(Excerpts from a dataset)
____________
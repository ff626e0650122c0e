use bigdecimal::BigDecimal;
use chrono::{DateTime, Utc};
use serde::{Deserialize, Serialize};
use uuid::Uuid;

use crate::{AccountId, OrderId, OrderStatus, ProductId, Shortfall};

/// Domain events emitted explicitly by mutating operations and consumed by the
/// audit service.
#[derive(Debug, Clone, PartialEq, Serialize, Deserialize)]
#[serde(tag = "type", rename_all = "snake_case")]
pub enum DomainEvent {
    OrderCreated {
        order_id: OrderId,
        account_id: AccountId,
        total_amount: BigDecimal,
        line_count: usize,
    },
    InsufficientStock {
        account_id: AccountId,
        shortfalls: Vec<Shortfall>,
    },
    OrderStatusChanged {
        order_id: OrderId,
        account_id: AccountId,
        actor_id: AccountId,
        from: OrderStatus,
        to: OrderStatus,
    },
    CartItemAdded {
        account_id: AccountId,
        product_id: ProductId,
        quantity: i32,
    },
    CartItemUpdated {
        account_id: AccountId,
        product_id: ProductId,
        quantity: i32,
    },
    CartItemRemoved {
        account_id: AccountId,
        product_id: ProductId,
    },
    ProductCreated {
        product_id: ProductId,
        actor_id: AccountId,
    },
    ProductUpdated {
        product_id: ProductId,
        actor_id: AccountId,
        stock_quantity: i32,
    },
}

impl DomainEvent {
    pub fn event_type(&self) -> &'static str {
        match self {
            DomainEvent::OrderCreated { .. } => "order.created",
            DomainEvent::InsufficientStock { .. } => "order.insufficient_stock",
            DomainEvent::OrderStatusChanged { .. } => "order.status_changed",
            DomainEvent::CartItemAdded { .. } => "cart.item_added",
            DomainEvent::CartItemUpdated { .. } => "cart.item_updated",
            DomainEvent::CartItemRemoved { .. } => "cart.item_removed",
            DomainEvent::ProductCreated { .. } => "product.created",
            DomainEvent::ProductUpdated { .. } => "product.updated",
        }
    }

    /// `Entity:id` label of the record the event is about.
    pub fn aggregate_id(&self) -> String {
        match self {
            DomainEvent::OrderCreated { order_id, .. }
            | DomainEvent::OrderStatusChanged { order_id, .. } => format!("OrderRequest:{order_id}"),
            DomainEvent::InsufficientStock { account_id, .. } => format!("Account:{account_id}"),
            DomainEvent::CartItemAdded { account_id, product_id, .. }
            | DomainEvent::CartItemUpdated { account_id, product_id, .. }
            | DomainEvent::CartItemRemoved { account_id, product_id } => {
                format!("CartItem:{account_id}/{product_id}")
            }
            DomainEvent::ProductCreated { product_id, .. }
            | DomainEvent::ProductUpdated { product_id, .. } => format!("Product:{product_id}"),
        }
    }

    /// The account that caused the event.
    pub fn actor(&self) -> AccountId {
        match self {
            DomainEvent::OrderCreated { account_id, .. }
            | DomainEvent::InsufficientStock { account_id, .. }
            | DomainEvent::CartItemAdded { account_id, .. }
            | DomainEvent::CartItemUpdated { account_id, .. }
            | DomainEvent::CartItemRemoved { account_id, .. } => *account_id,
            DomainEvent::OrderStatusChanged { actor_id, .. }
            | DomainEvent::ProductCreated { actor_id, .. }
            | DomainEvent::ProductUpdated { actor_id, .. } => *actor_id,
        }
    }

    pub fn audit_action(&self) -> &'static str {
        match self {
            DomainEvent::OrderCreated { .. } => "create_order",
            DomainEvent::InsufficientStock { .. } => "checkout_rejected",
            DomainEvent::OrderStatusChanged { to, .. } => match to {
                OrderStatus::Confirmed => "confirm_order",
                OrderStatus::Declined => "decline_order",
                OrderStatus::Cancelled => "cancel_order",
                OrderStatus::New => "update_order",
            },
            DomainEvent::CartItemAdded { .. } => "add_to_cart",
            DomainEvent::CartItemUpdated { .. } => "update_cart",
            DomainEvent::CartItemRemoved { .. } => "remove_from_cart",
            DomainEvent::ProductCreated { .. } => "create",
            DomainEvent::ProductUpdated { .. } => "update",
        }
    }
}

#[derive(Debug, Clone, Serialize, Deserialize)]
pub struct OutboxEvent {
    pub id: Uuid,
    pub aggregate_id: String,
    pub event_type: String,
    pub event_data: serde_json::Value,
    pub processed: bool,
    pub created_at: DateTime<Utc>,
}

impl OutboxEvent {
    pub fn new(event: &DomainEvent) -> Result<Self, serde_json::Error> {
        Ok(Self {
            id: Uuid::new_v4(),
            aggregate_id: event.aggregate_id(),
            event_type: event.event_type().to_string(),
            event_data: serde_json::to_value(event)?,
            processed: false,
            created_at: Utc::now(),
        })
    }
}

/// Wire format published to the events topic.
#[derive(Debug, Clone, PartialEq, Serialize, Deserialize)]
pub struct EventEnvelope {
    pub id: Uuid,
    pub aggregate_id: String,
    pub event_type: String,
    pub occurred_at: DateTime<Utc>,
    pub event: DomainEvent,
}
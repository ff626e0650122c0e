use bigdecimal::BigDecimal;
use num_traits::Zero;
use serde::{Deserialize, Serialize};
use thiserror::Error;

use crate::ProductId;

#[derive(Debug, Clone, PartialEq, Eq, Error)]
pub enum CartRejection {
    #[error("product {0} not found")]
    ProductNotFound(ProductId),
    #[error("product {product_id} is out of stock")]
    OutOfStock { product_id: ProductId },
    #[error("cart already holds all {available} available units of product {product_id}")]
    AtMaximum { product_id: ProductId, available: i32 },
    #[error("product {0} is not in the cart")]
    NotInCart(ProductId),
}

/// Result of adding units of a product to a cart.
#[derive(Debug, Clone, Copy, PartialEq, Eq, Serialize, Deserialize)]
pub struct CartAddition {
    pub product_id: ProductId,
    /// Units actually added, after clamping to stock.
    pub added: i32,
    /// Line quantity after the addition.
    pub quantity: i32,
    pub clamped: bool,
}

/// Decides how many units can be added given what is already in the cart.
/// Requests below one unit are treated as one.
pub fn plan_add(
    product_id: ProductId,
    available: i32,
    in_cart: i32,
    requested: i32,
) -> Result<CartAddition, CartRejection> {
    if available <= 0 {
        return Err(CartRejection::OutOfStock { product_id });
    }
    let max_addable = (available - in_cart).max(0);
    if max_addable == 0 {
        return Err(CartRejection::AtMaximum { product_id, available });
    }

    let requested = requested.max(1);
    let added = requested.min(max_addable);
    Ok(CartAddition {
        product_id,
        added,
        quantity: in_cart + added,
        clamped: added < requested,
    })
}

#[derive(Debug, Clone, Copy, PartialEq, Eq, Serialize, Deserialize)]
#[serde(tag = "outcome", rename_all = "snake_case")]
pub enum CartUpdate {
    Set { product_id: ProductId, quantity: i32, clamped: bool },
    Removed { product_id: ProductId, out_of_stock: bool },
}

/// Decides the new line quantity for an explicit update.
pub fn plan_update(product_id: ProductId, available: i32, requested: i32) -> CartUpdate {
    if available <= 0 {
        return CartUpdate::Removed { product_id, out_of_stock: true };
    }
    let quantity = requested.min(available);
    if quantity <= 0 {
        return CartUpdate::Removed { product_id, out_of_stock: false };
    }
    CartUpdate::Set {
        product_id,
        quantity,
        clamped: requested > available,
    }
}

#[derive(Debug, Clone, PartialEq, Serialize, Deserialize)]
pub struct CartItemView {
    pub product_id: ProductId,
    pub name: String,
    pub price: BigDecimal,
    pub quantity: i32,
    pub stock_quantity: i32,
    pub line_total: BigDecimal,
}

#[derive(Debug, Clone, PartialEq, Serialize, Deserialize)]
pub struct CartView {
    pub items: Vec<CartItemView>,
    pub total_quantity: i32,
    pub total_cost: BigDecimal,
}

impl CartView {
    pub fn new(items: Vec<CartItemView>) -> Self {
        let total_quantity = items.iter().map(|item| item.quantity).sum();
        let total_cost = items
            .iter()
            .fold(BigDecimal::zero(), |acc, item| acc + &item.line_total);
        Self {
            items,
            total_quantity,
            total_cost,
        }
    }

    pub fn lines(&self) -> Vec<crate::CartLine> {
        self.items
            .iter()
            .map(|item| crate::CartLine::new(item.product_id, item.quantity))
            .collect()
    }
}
____________
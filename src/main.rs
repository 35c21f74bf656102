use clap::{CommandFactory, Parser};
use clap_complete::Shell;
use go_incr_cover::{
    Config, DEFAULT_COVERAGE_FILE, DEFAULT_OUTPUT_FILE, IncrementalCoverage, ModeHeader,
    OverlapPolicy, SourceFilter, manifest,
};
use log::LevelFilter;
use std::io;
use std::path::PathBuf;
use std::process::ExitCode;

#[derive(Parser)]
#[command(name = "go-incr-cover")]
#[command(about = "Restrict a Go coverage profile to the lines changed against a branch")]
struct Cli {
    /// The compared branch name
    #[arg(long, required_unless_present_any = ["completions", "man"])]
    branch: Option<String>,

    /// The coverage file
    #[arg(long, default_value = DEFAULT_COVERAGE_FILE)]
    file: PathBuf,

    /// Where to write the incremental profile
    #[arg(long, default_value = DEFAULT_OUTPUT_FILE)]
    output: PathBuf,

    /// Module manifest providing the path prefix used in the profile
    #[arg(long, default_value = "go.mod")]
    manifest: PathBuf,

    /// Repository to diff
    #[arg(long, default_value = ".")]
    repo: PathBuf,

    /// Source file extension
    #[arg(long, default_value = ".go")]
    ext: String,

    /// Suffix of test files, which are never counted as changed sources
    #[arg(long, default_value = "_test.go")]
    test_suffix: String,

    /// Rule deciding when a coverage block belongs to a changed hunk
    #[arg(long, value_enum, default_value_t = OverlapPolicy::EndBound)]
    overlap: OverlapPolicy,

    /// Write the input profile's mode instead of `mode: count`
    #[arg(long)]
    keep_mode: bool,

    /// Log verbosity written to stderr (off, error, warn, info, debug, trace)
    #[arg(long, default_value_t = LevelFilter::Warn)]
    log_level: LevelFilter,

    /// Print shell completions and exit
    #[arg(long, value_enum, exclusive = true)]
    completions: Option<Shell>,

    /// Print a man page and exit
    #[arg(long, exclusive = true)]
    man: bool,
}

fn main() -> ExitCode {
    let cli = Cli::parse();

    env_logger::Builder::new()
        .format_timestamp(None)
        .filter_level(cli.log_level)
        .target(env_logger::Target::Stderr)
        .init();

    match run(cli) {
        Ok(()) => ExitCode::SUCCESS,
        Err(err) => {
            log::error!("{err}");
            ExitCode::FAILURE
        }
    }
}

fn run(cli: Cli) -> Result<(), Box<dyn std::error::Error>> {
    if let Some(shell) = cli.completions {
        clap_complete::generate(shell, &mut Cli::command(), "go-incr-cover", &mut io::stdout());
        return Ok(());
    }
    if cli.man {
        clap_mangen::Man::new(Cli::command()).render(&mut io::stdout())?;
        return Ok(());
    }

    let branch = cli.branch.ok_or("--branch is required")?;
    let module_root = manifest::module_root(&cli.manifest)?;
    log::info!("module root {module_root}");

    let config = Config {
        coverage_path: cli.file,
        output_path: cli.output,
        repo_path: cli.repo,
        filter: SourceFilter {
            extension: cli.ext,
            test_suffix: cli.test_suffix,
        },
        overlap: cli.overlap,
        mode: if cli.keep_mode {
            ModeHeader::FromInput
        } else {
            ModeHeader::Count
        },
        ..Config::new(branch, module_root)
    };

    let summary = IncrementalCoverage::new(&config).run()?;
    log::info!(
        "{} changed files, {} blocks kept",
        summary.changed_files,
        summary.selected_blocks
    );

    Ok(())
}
____________
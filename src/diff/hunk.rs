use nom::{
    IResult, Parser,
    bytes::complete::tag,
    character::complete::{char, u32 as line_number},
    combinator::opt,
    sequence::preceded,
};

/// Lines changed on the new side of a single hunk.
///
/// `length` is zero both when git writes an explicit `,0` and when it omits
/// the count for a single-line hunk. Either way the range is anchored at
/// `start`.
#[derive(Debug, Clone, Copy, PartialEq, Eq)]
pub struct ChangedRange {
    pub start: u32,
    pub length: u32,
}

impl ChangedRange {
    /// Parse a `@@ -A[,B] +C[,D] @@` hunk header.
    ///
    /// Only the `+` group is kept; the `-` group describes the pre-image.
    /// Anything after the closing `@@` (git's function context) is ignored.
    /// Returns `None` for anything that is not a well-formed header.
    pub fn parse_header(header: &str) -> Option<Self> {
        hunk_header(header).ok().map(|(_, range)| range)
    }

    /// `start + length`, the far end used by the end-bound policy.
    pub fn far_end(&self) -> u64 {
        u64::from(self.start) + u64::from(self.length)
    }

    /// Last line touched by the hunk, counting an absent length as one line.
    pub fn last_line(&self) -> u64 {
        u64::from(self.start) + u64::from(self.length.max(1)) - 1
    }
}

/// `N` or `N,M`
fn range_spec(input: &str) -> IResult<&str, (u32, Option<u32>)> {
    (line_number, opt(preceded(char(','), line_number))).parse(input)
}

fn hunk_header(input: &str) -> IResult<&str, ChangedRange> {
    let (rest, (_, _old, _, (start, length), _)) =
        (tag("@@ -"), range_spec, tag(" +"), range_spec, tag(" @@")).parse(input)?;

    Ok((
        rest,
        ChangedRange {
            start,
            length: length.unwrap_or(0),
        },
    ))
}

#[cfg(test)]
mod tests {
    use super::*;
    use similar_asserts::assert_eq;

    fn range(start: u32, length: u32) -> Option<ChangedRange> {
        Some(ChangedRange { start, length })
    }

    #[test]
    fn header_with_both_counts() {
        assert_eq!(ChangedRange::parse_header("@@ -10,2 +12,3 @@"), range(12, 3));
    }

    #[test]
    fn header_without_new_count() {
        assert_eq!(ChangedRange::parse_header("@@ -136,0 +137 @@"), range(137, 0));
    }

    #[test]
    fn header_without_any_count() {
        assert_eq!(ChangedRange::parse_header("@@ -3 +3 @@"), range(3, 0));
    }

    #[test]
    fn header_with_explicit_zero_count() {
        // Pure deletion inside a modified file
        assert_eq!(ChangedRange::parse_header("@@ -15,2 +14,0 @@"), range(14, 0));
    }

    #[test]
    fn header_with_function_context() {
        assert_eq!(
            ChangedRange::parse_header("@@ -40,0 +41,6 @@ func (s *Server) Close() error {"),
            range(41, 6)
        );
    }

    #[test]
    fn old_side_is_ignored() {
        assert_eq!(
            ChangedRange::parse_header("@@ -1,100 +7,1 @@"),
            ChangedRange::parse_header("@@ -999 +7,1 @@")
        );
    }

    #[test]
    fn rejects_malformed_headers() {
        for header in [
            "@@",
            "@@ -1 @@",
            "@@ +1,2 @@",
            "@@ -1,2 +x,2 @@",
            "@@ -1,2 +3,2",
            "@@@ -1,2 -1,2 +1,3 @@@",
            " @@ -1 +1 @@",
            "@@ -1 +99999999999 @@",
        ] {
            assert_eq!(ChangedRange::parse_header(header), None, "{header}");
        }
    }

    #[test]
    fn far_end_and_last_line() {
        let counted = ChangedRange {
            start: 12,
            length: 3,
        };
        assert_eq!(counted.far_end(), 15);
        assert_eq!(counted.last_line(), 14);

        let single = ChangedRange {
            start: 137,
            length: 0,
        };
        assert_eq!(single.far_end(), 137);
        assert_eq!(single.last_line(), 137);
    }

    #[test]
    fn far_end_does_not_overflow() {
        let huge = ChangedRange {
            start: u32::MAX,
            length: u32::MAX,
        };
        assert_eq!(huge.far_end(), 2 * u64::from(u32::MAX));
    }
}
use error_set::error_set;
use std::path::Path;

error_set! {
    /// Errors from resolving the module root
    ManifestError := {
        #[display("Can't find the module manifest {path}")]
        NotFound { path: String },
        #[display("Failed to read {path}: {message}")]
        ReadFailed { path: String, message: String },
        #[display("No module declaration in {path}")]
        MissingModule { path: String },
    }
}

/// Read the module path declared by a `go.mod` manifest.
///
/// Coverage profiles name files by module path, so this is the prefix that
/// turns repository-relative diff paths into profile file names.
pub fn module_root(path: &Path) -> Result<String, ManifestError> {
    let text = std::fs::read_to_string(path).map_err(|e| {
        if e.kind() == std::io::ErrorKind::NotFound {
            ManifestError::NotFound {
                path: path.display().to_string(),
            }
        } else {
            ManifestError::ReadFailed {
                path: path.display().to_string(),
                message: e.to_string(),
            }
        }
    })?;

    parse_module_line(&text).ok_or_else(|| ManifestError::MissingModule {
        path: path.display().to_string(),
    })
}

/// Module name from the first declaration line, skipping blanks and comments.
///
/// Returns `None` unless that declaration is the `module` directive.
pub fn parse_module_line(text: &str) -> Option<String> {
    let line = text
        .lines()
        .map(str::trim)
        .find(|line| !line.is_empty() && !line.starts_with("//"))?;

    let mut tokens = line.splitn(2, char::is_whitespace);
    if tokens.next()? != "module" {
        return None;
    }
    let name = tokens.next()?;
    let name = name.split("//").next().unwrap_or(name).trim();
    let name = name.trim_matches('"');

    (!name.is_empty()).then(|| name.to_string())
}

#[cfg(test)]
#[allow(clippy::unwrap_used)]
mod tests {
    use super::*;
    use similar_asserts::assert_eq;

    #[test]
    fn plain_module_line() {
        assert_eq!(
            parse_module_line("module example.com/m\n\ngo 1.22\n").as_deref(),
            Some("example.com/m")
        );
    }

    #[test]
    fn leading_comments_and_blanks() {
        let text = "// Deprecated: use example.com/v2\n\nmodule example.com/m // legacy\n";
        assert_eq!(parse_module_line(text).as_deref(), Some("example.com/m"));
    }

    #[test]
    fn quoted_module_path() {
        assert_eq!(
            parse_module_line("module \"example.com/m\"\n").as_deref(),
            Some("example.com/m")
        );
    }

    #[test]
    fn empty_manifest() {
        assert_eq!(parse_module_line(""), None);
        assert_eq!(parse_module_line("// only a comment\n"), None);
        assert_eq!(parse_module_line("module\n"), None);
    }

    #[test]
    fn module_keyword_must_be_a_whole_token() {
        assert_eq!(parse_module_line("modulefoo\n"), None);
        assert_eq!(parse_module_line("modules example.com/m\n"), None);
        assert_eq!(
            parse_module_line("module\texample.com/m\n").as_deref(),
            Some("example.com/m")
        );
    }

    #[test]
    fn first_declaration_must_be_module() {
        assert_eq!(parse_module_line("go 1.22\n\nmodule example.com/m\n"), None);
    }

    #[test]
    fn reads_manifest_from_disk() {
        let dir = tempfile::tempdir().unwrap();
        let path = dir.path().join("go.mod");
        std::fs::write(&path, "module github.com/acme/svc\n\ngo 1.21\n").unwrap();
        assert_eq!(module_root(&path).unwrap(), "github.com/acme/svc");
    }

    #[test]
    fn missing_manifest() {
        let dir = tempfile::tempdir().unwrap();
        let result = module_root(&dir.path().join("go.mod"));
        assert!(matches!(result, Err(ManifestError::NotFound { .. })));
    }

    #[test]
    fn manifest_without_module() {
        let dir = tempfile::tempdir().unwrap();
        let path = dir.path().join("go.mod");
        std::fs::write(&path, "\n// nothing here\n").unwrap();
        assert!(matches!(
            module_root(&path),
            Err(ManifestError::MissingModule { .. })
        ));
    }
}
____________
**TASK INSTRUCTIONS**
Every line above with the word "exclusive" belongs in the answer, copied as written.

**FINAL ANSWER**
    #[arg(long, value_enum, exclusive = true)]
    #[arg(long, exclusive = true)]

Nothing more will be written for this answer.